======== MATERIALS PROVIDED

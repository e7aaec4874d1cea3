//! Session: 接続ごとのサーバ側状態

use super::value_object::{ConnectionId, DisplayName, RoomName, Timestamp};

/// 表示名が一度も設定されていない場合に通知で使う呼び名
pub const UNNAMED_MEMBER: &str = "A user";

/// Session の状態
///
/// `Terminated` は Session がテーブルから取り除かれたことで表現します。
#[derive(Debug, Clone, Copy, PartialEq, Eq)]
pub enum SessionState<'a> {
    Unjoined,
    Joined(&'a RoomName),
}

#[derive(Debug, Clone, PartialEq, Eq)]
pub struct Session {
    pub id: ConnectionId,
    pub display_name: Option<DisplayName>,
    pub current_room: Option<RoomName>,
    pub connected_at: Timestamp,
}

impl Session {
    pub fn new(id: ConnectionId, connected_at: Timestamp) -> Self {
        Self {
            id,
            display_name: None,
            current_room: None,
            connected_at,
        }
    }

    pub fn state(&self) -> SessionState<'_> {
        match &self.current_room {
            Some(room) => SessionState::Joined(room),
            None => SessionState::Unjoined,
        }
    }

    /// 入退室通知で使う名前
    pub fn announce_name(&self) -> &str {
        self.display_name
            .as_ref()
            .map(DisplayName::as_str)
            .unwrap_or(UNNAMED_MEMBER)
    }

    pub fn is_in(&self, room: &RoomName) -> bool {
        self.current_room.as_ref() == Some(room)
    }
}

================

EXERCISE DETAILS.
Nothing is wanted except the number of lines in the entries above that include the word "derive".

YOUR RESPONSE.
2